Duff:  Virginia has a lot of initiatives going on in terms of business development.  You can go to the Virginia.gov website.  There’s a Virginia Performs.  There’s a scorecard that lists all these initiatives that are going on.  It was very impressive to look at, but there’re also many other things that Virginia can do in terms of community development.  Really, what we need to do is [look] at how do we balance pro-business regulation with the tax climate.  These are all issues that all states face, but we also need to continue to promote our education in Virginia.  And then overall, just improve the quality of life. … The common theme is to keep the people here, to keep talent in Virginia.

VB: An equal number of respondents in this survey said that they were either somewhat pessimistic or somewhat optimistic about the national economy.  Why do you think opinion is so divided there?

Gracik: I think for a few reasons.  One, we have talked about the partisanship within the national government and how it always seems to be gridlocked there and the national government not working together to take a lot of steps that are needed to provide for stable economic growth.  

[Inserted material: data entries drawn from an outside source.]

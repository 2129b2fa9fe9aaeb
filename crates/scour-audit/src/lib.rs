//! Background integrity auditing for objects stored on key-value drives.
//!
//! This crate provides:
//!
//! - [`ObjectAuditor`] — walks every device and verifies each object once.
//! - [`IntegrityVerifier`] — streams one object, checks size and MD5 against
//!   its metadata, and quarantines it on mismatch.
//! - [`SweepScheduler`] — repeats sweeps on an interval and reports them.
//! - [`DeviceEnumerator`] / [`ObjectScanner`] — what to audit.
//! - [`RateBudget`] — keeps audit I/O under a bytes/files per second ceiling.
//! - [`ReconCache`] — the JSON file monitoring reads sweep times from.

pub mod auditor;
pub mod enumerator;
pub mod error;
pub mod recon;
pub mod scheduler;
pub mod shutdown;
pub mod stats;
pub mod throttle;
pub mod topology;
pub mod verifier;

pub use auditor::{AuditorConfig, DeviceOutcome, ObjectAuditor, SweepSummary};
pub use enumerator::{DeviceEnumerator, ObjectScanner};
pub use error::AuditError;
pub use recon::{MemorySink, OBJECT_AUDIT_SWEEP, ReconCache, ReportSink};
pub use scheduler::SweepScheduler;
pub use shutdown::Shutdown;
pub use stats::SweepStats;
pub use throttle::RateBudget;
pub use topology::{StaticTopology, TopologyProvider};
pub use verifier::{IntegrityVerifier, QuarantineReason, SkipReason, VerificationOutcome};
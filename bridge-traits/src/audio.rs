//! Audio Focus Abstractions
//!
//! Hosts that share one audio output between several applications arbitrate
//! it through *audio focus*. A player asks for focus before it makes sound,
//! gives it up when it stops, and reacts when the host takes focus away
//! (another app starts playing, a call comes in, a navigation prompt speaks).
//!
//! The host reports changes through an [`AudioFocusListener`]. Like decoder
//! callbacks, changes may arrive on any thread; the core marshals them onto
//! the control thread before acting on them.

use serde::{Deserialize, Serialize};
use std::sync::Arc;

use crate::error::Result;
use crate::platform::{PlatformSend, PlatformSendSync};

/// A change in the audio focus held by the player.
#[derive(Debug, Clone, Copy, PartialEq, Eq, Hash, Serialize, Deserialize)]
pub enum AudioFocusChange {
    /// Focus was granted (again) for an unbounded time.
    Gain,
    /// Focus was granted for a short time.
    GainTransient,
    /// Another application took focus for good.
    Loss,
    /// Focus was taken away for a short time.
    LossTransient,
    /// Focus was taken away briefly; playing on at a low volume is fine.
    LossTransientCanDuck,
}

impl AudioFocusChange {
    pub fn is_gain(self) -> bool {
        matches!(self, AudioFocusChange::Gain | AudioFocusChange::GainTransient)
    }

    /// `true` for losses that require playback to stop making sound.
    pub fn requires_pause(self) -> bool {
        matches!(self, AudioFocusChange::Loss | AudioFocusChange::LossTransient)
    }
}

/// Where the host reports focus changes. `Send + Sync`, never blocks.
pub trait AudioFocusListener: PlatformSendSync {
    fn on_focus_change(&self, change: AudioFocusChange);
}

/// The host's audio focus arbiter.
///
/// Driven from the control thread only.
pub trait AudioFocusHost: PlatformSend {
    /// Install (or with `None`, remove) the listener focus changes go to.
    fn set_listener(&mut self, listener: Option<Arc<dyn AudioFocusListener>>);

    /// Ask for long-term focus.
    ///
    /// Returns `Ok(true)` if it was granted immediately and `Ok(false)` if
    /// the host will grant it later through a [`AudioFocusChange::Gain`].
    fn request_focus(&mut self) -> Result<bool>;

    /// Give focus up. Pending requests are dropped too.
    fn abandon_focus(&mut self);
}

impl<T: AudioFocusHost + ?Sized> AudioFocusHost for Box<T> {
    fn set_listener(&mut self, listener: Option<Arc<dyn AudioFocusListener>>) {
        (**self).set_listener(listener)
    }

    fn request_focus(&mut self) -> Result<bool> {
        (**self).request_focus()
    }

    fn abandon_focus(&mut self) {
        (**self).abandon_focus()
    }
}

#[cfg(test)]
mod tests {
    use super::*;
    use std::sync::Mutex;

    #[test]
    fn test_change_classification() {
        assert!(AudioFocusChange::Gain.is_gain());
        assert!(AudioFocusChange::GainTransient.is_gain());
        assert!(!AudioFocusChange::LossTransientCanDuck.is_gain());

        assert!(AudioFocusChange::Loss.requires_pause());
        assert!(AudioFocusChange::LossTransient.requires_pause());
        assert!(!AudioFocusChange::LossTransientCanDuck.requires_pause());
        assert!(!AudioFocusChange::Gain.requires_pause());
    }

    #[derive(Default)]
    struct Collect(Mutex<Vec<AudioFocusChange>>);

    impl AudioFocusListener for Collect {
        fn on_focus_change(&self, change: AudioFocusChange) {
            self.0.lock().unwrap().push(change);
        }
    }

    #[test]
    fn test_listener_is_shareable_across_threads() {
        let collect = Arc::new(Collect::default());
        let listener: Arc<dyn AudioFocusListener> = collect.clone();

        std::thread::spawn(move || listener.on_focus_change(AudioFocusChange::LossTransient))
            .join()
            .unwrap();

        assert_eq!(
            *collect.0.lock().unwrap(),
            vec![AudioFocusChange::LossTransient]
        );
    }
}
//! # Playback Error Types
//!
//! Error taxonomy of the coordination core.

use bridge_traits::error::BridgeError;
use bridge_traits::display::{ContainerId, ViewId};
use thiserror::Error;

use crate::state::PlayState;

/// Errors that can occur while coordinating playback.
#[derive(Error, Debug)]
pub enum PlaybackError {
    // ========================================================================
    // Backend Errors
    // ========================================================================
    /// A factory could not produce a usable decoder backend or render surface.
    #[error("Backend creation failed: {0}")]
    BackendCreation(String),

    /// The decoder reported a failure. Codes are opaque diagnostics.
    #[error("Decode error (what={what}, extra={extra})")]
    Decode { what: i32, extra: i32 },

    // ========================================================================
    // Control Errors
    // ========================================================================
    /// An operation was requested in a state that does not allow it.
    ///
    /// Never returned from public operations; built only to be logged.
    #[error("{operation} is not allowed while {state:?}")]
    InvalidTransition {
        operation: &'static str,
        state: PlayState,
    },

    /// No data source has been set.
    #[error("No data source set")]
    NoDataSource,

    /// Volume must be within `[0.0, 1.0]`.
    #[error("Invalid volume: {0} (must be between 0.0 and 1.0)")]
    InvalidVolume(f32),

    /// Speed must be finite and positive.
    #[error("Invalid playback speed: {0}")]
    InvalidSpeed(f32),

    // ========================================================================
    // Display Errors
    // ========================================================================
    /// The surface was still parented when it was about to be attached.
    #[error("{view:?} is still attached to {parent:?}")]
    ReparentingConflict { view: ViewId, parent: ContainerId },

    /// The container a screen mode needs is not available.
    #[error("Container unavailable: {0}")]
    ContainerUnavailable(String),

    // ========================================================================
    // Generic Errors
    // ========================================================================
    #[error("Configuration error: {0}")]
    Config(String),

    #[error("Bridge error: {0}")]
    Bridge(#[from] BridgeError),

    /// Internal error (should not occur in normal operation).
    #[error("Internal error: {0}")]
    Internal(String),
}

impl PlaybackError {
    /// Returns `true` if a fresh data source can recover from this error.
    pub fn is_recoverable(&self) -> bool {
        matches!(
            self,
            PlaybackError::Decode { .. }
                | PlaybackError::BackendCreation(_)
                | PlaybackError::NoDataSource
        )
    }

    /// Returns `true` for errors that indicate a bug in the caller or host.
    pub fn is_programming_error(&self) -> bool {
        matches!(
            self,
            PlaybackError::ReparentingConflict { .. } | PlaybackError::Internal(_)
        )
    }

    /// Diagnostic codes for decode failures.
    pub fn codes(&self) -> Option<(i32, i32)> {
        match self {
            PlaybackError::Decode { what, extra } => Some((*what, *extra)),
            PlaybackError::Bridge(err) => err.codes(),
            _ => None,
        }
    }
}

/// Result type for playback operations.
pub type Result<T> = std::result::Result<T, PlaybackError>;
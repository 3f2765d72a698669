//! Runtime context handed to backend factories.

use serde::{Deserialize, Serialize};
use std::collections::HashMap;

/// Host parameters a factory may consult when constructing a decoder backend
/// or a render surface.
///
/// The context is read-only from the factory's point of view; a factory must
/// not keep a reference to it past `create`.
#[derive(Debug, Clone, Default, PartialEq, Serialize, Deserialize)]
pub struct RuntimeContext {
    /// Identifier of the embedding application.
    pub app_id: String,
    /// Whether the host prefers hardware (MediaCodec/VideoToolbox-style) decoding.
    pub prefer_hardware_decoding: bool,
    /// User agent forwarded to network-capable backends.
    pub user_agent: Option<String>,
    /// Free-form, backend-specific options.
    pub properties: HashMap<String, String>,
}

impl RuntimeContext {
    pub fn new(app_id: impl Into<String>) -> Self {
        Self {
            app_id: app_id.into(),
            ..Default::default()
        }
    }

    pub fn with_hardware_decoding(mut self, enabled: bool) -> Self {
        self.prefer_hardware_decoding = enabled;
        self
    }

    pub fn with_user_agent(mut self, user_agent: impl Into<String>) -> Self {
        self.user_agent = Some(user_agent.into());
        self
    }

    pub fn with_property(mut self, key: impl Into<String>, value: impl Into<String>) -> Self {
        self.properties.insert(key.into(), value.into());
        self
    }

    pub fn property(&self, key: &str) -> Option<&str> {
        self.properties.get(key).map(String::as_str)
    }
}

#[cfg(test)]
mod tests {
    use super::*;

    #[test]
    fn test_context_builder() {
        let context = RuntimeContext::new("com.example.player")
            .with_hardware_decoding(true)
            .with_user_agent("player/1.0")
            .with_property("cache_dir", "/tmp/media");

        assert_eq!(context.app_id, "com.example.player");
        assert!(context.prefer_hardware_decoding);
        assert_eq!(context.user_agent.as_deref(), Some("player/1.0"));
        assert_eq!(context.property("cache_dir"), Some("/tmp/media"));
        assert_eq!(context.property("missing"), None);
    }

    #[test]
    fn test_context_serialization() {
        let context = RuntimeContext::new("app").with_property("k", "v");
        let json = serde_json::to_string(&context).unwrap();
        let back: RuntimeContext = serde_json::from_str(&json).unwrap();
        assert_eq!(back, context);
    }
}
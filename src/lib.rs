//! Workspace facade crate.
//!
//! Host applications depend on `player-workspace` alone and reach the
//! individual crates through it. The [`prelude`] gathers what a typical host
//! needs to stand up a player.

pub use bridge_traits;
pub use core_playback;
pub use core_runtime;

/// Types most hosts import.
pub mod prelude {
    pub use bridge_traits::{
        AspectRatioMode, AudioFocusChange, AudioFocusHost, ContainerId, DecoderBackend,
        DecoderEvent, DecoderEventSink, MediaSource, RenderSurface, RuntimeContext, ViewHost,
        ViewId,
    };
    pub use core_playback::{
        decoder_factory_fn, render_factory_fn, ControlComponent, Gesture, PlayState,
        PlaybackError, PlaybackOrchestrator, PlayerConfig, PlayerEvent, PlayerHandle, ScreenMode,
    };
    pub use core_runtime::logging::{init_logging, LogFormat, LoggingConfig};
}
//! Integration tests for logging system

use async_trait::async_trait;
use bridge_traits::error::Result as SinkResult;
use bridge_traits::logging::{LogEntry, LogLevel, LoggerSink};
use core_runtime::logging::{init_logging, redact_header, redact_uri, LogFormat, LoggingConfig};
use std::sync::{Arc, Mutex};

#[derive(Default)]
struct CollectingSink {
    entries: Mutex<Vec<LogEntry>>,
}

#[async_trait]
impl LoggerSink for CollectingSink {
    async fn log(&self, entry: LogEntry) -> SinkResult<()> {
        self.entries.lock().unwrap().push(entry);
        Ok(())
    }

    fn min_level(&self) -> LogLevel {
        LogLevel::Debug
    }
}

// Only one global subscriber can exist per process, so everything that needs
// one lives in this test.
#[test]
fn test_events_reach_logger_sink() {
    let sink = Arc::new(CollectingSink::default());
    let config = LoggingConfig::default()
        .with_format(LogFormat::Compact)
        .with_level(LogLevel::Debug)
        .with_logger_sink(sink.clone());
    init_logging(config).unwrap();

    let uri = "https://cdn.example.com/v.m3u8?token=abc";
    tracing::info!(target: "core_playback", uri = %redact_uri(uri), "Data source set");
    tracing::trace!(target: "core_playback", "Dropping stale decoder event");
    tracing::debug!(target: "hyper", "Filtered out by default directives");

    let entries = sink.entries.lock().unwrap().clone();
    assert_eq!(entries.len(), 1);
    assert_eq!(entries[0].level, LogLevel::Info);
    assert_eq!(entries[0].target, "core_playback");
    assert_eq!(entries[0].message, "Data source set");
    assert_eq!(
        entries[0].fields.get("uri").map(String::as_str),
        Some("https://cdn.example.com/v.m3u8?[REDACTED]")
    );

    // A second subscriber is refused.
    assert!(init_logging(LoggingConfig::default()).is_err());
}

#[test]
fn test_invalid_filter_is_rejected() {
    let config = LoggingConfig::default().with_filter("core_playback=loud");
    assert!(init_logging(config).is_err());
}

#[test]
fn test_uri_redaction() {
    assert_eq!(
        redact_uri("https://user:pw@cdn.example.com/v.m3u8?token=abc#t=10"),
        "https://[REDACTED]@cdn.example.com/v.m3u8?[REDACTED]"
    );
    assert_eq!(
        redact_uri("rtsp://camera.local/stream1"),
        "rtsp://camera.local/stream1"
    );
    assert_eq!(redact_uri("/sdcard/Movies/clip.mp4"), "/sdcard/Movies/clip.mp4");
    assert_eq!(redact_uri("https://cdn.example.com/a.mp4?"), "https://cdn.example.com/a.mp4");
}

#[test]
fn test_header_redaction() {
    assert_eq!(redact_header("Authorization", "Bearer abc"), "[REDACTED]");
    assert_eq!(redact_header("Cookie", "session=1"), "[REDACTED]");
    assert_eq!(redact_header("X-Api-Key", "k"), "[REDACTED]");
    assert_eq!(redact_header("User-Agent", "player/1.0"), "player/1.0");
    assert_eq!(redact_header("Range", "bytes=0-"), "bytes=0-");
}

#[test]
fn test_format_selection() {
    #[cfg(debug_assertions)]
    assert_eq!(LoggingConfig::default().format, LogFormat::Pretty);

    #[cfg(not(debug_assertions))]
    assert_eq!(LoggingConfig::default().format, LogFormat::Json);
}

#[test]
fn test_config_chaining() {
    let config = LoggingConfig::default()
        .with_format(LogFormat::Compact)
        .with_level(LogLevel::Warn)
        .with_filter("core_playback=debug,bridge_traits=warn")
        .with_spans(false)
        .with_target(false)
        .with_thread_info(true);

    assert_eq!(config.format, LogFormat::Compact);
    assert_eq!(config.level, LogLevel::Warn);
    assert_eq!(
        config.filter.as_deref(),
        Some("core_playback=debug,bridge_traits=warn")
    );
    assert!(!config.enable_spans);
    assert!(!config.display_target);
    assert!(config.display_thread_info);
}
// ============================================================================
// Audio focus host
// ============================================================================

pub struct FocusState {
    pub calls: Vec<&'static str>,
    pub listener: Option<Arc<dyn AudioFocusListener>>,
    /// Whether requests are granted immediately.
    pub grant: bool,
}

impl Default for FocusState {
    fn default() -> Self {
        Self {
            calls: Vec::new(),
            listener: None,
            grant: true,
        }
    }
}

#[derive(Clone, Default)]
pub struct FocusRecorder(pub Arc<Mutex<FocusState>>);

impl FocusRecorder {
    /// Report a focus change the way the host would, from any thread.
    pub fn post(&self, change: AudioFocusChange) {
        let listener = self.0.lock().listener.clone();
        if let Some(listener) = listener {
            listener.on_focus_change(change);
        }
    }

    pub fn calls(&self) -> Vec<&'static str> {
        self.0.lock().calls.clone()
    }

    pub fn count(&self, call: &str) -> usize {
        self.0.lock().calls.iter().filter(|c| **c == call).count()
    }

    pub fn clear_calls(&self) {
        self.0.lock().calls.clear();
    }

    pub fn grant(&self, grant: bool) {
        self.0.lock().grant = grant;
    }
}

pub struct ScriptedFocusHost {
    recorder: FocusRecorder,
}

impl AudioFocusHost for ScriptedFocusHost {
    fn set_listener(&mut self, listener: Option<Arc<dyn AudioFocusListener>>) {
        self.recorder.0.lock().listener = listener;
    }

    fn request_focus(&mut self) -> BridgeResult<bool> {
        let mut state = self.recorder.0.lock();
        state.calls.push("request");
        Ok(state.grant)
    }

    fn abandon_focus(&mut self) {
        self.recorder.0.lock().calls.push("abandon");
    }
}

// ============================================================================
// Control component
// ============================================================================

#[derive(Default)]
pub struct RecordingComponent {
    pub events: RefCell<Vec<ComponentEvent>>,
    pub handle: RefCell<Option<PlayerHandle>>,
    pub gestures: RefCell<Vec<Gesture>>,
    pub dissociated: bool,
}

impl RecordingComponent {
    pub fn events(&self) -> Vec<ComponentEvent> {
        self.events.borrow().clone()
    }

    pub fn states(&self) -> Vec<PlayState> {
        self.events
            .borrow()
            .iter()
            .filter_map(|event| match event {
                ComponentEvent::PlayState(state) => Some(*state),
                _ => None,
            })
            .collect()
    }

    pub fn modes(&self) -> Vec<ScreenMode> {
        self.events
            .borrow()
            .iter()
            .filter_map(|event| match event {
                ComponentEvent::ScreenMode(mode) => Some(*mode),
                _ => None,
            })
            .collect()
    }

    pub fn clear(&self) {
        self.events.borrow_mut().clear();
    }

    pub fn handle(&self) -> PlayerHandle {
        self.handle
            .borrow()
            .clone()
            .expect("component was never attached")
    }
}

impl ControlComponent for RecordingComponent {
    fn on_attached(&self, handle: &PlayerHandle) {
        *self.handle.borrow_mut() = Some(handle.clone());
    }

    fn on_visibility_changed(&self, visible: bool) {
        self.events
            .borrow_mut()
            .push(ComponentEvent::Visibility(visible));
    }

    fn on_play_state_changed(&self, state: PlayState) {
        self.events.borrow_mut().push(ComponentEvent::PlayState(state));
    }

    fn on_screen_mode_changed(&self, mode: ScreenMode) {
        self.events.borrow_mut().push(ComponentEvent::ScreenMode(mode));
    }

    fn on_progress_changed(&self, duration_ms: u64, position_ms: u64) {
        self.events.borrow_mut().push(ComponentEvent::Progress {
            duration_ms,
            position_ms,
        });
    }

    fn on_lock_state_changed(&self, locked: bool) {
        self.events.borrow_mut().push(ComponentEvent::Lock(locked));
    }

    fn on_gesture(&self, gesture: &Gesture) -> bool {
        self.gestures.borrow_mut().push(*gesture);
        true
    }

    fn is_dissociated(&self) -> bool {
        self.dissociated
    }
}

// ============================================================================
// Harness
// ============================================================================

pub type TestPlayer = PlaybackOrchestrator<ScriptedFactory, SurfaceFactory>;

pub struct Harness {
    pub player: TestPlayer,
    pub backend: BackendProbe,
    pub surfaces: SurfaceProbe,
    pub host: InMemoryViewHost,
}
//! # Player Configuration
//!
//! Policy knobs of the playback orchestrator.

use bridge_traits::render::AspectRatioMode;
use serde::{Deserialize, Serialize};

/// Orchestrator configuration.
///
/// Every field has a serde default so partial documents deserialize.
#[derive(Debug, Clone, PartialEq, Serialize, Deserialize)]
pub struct PlayerConfig {
    /// Reuse the bound decoder (after `reset`) when a new data source is set,
    /// instead of asking the factory for a fresh one.
    ///
    /// Default: true.
    #[serde(default = "default_true")]
    pub backend_reusable: bool,

    /// Keep the render surface across bindings.
    ///
    /// Default: true.
    #[serde(default = "default_true")]
    pub render_reusable: bool,

    /// Save the position on release and resume from it next time the same
    /// source is opened.
    ///
    /// Default: true.
    #[serde(default = "default_true")]
    pub remember_progress: bool,

    /// Number of sources the progress store remembers.
    ///
    /// Default: 100.
    #[serde(default = "default_progress_capacity")]
    pub progress_capacity: usize,

    /// Loop playback of new sources.
    ///
    /// Default: false.
    #[serde(default)]
    pub looping: bool,

    /// Request audio focus when playback starts, give it up on pause and
    /// release, and react to the host taking it away. Only has an effect
    /// once an audio focus host is installed.
    ///
    /// Default: true.
    #[serde(default = "default_true")]
    pub audio_focus_enabled: bool,

    /// Ask the host to hide status/navigation bars in full-screen.
    ///
    /// Default: true.
    #[serde(default = "default_true")]
    pub hide_system_bars_in_full_screen: bool,

    /// Tiny-window size as `(width, height)`. `None` derives it from the
    /// screen: half the width, 16:9.
    ///
    /// Default: None.
    #[serde(default)]
    pub tiny_screen_size: Option<(u32, u32)>,

    /// Buffer of the asynchronous event bus.
    ///
    /// Default: 100.
    #[serde(default = "default_event_buffer_size")]
    pub event_buffer_size: usize,

    /// Aspect ratio applied to new render surfaces.
    ///
    /// Default: `AspectRatioMode::Default`.
    #[serde(default)]
    pub aspect_ratio: AspectRatioMode,
}

impl Default for PlayerConfig {
    fn default() -> Self {
        Self {
            backend_reusable: default_true(),
            render_reusable: default_true(),
            remember_progress: default_true(),
            progress_capacity: default_progress_capacity(),
            looping: false,
            audio_focus_enabled: default_true(),
            hide_system_bars_in_full_screen: default_true(),
            tiny_screen_size: None,
            event_buffer_size: default_event_buffer_size(),
            aspect_ratio: AspectRatioMode::default(),
        }
    }
}

impl PlayerConfig {
    /// Short clips: loop, never resume.
    pub fn short_form() -> Self {
        Self {
            remember_progress: false,
            looping: true,
            ..Default::default()
        }
    }

    /// Films and episodes: resume where the viewer left off.
    pub fn long_form() -> Self {
        Self {
            remember_progress: true,
            progress_capacity: 500,
            ..Default::default()
        }
    }

    pub fn with_backend_reusable(mut self, reusable: bool) -> Self {
        self.backend_reusable = reusable;
        self
    }

    pub fn with_render_reusable(mut self, reusable: bool) -> Self {
        self.render_reusable = reusable;
        self
    }

    pub fn with_audio_focus_enabled(mut self, enabled: bool) -> Self {
        self.audio_focus_enabled = enabled;
        self
    }

    pub fn with_tiny_screen_size(mut self, width: u32, height: u32) -> Self {
        self.tiny_screen_size = Some((width, height));
        self
    }

    /// Validate configuration values.
    pub fn validate(&self) -> Result<(), String> {
        if self.progress_capacity == 0 {
            return Err("progress_capacity must be > 0".to_string());
        }

        if self.event_buffer_size == 0 {
            return Err("event_buffer_size must be > 0".to_string());
        }

        if let Some((width, height)) = self.tiny_screen_size {
            if width == 0 || height == 0 {
                return Err("tiny_screen_size must be positive in both dimensions".to_string());
            }
        }

        Ok(())
    }
}

// ============================================================================
// Default Functions (for serde)
// ============================================================================

fn default_true() -> bool {
    true
}

fn default_progress_capacity() -> usize {
    100
}

fn default_event_buffer_size() -> usize {
    100
}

Also, the stock market is kind of a circus these days with wild wide swings up and down, and those things have an impact on how people view the economy. 

Additionally, we are part of a global economy … Whether you actually deal with global commerce or not, things that happen in Greece or what’s happening in China now … can have a negative impact on how folks view the economy.

VB:  Survey respondents are in favor of reforming rather than repealing the ACA.  Is that a sign they expect the law to be permanent after recent court challenges?

Haggard:  If you have the answer to that question, we’d all be a lot better off … I think most people believe that it would be better to go through some modification rather than a repeal.  You know, it’s tough to argue against some of the premises that led to the creation of the ACA.  But again, there needs to be some modifications so that we know exactly what we’re doing.  We’re covering people that need to be covered, but we’re improving our overall health-care coverage, and we’re being able to monitor the costs, and so I think it’s an easier sell with the understanding that, “Yes, it’s here.” It’s not going to be abandoned, but to some extent it does need some modification so that we can all live with it.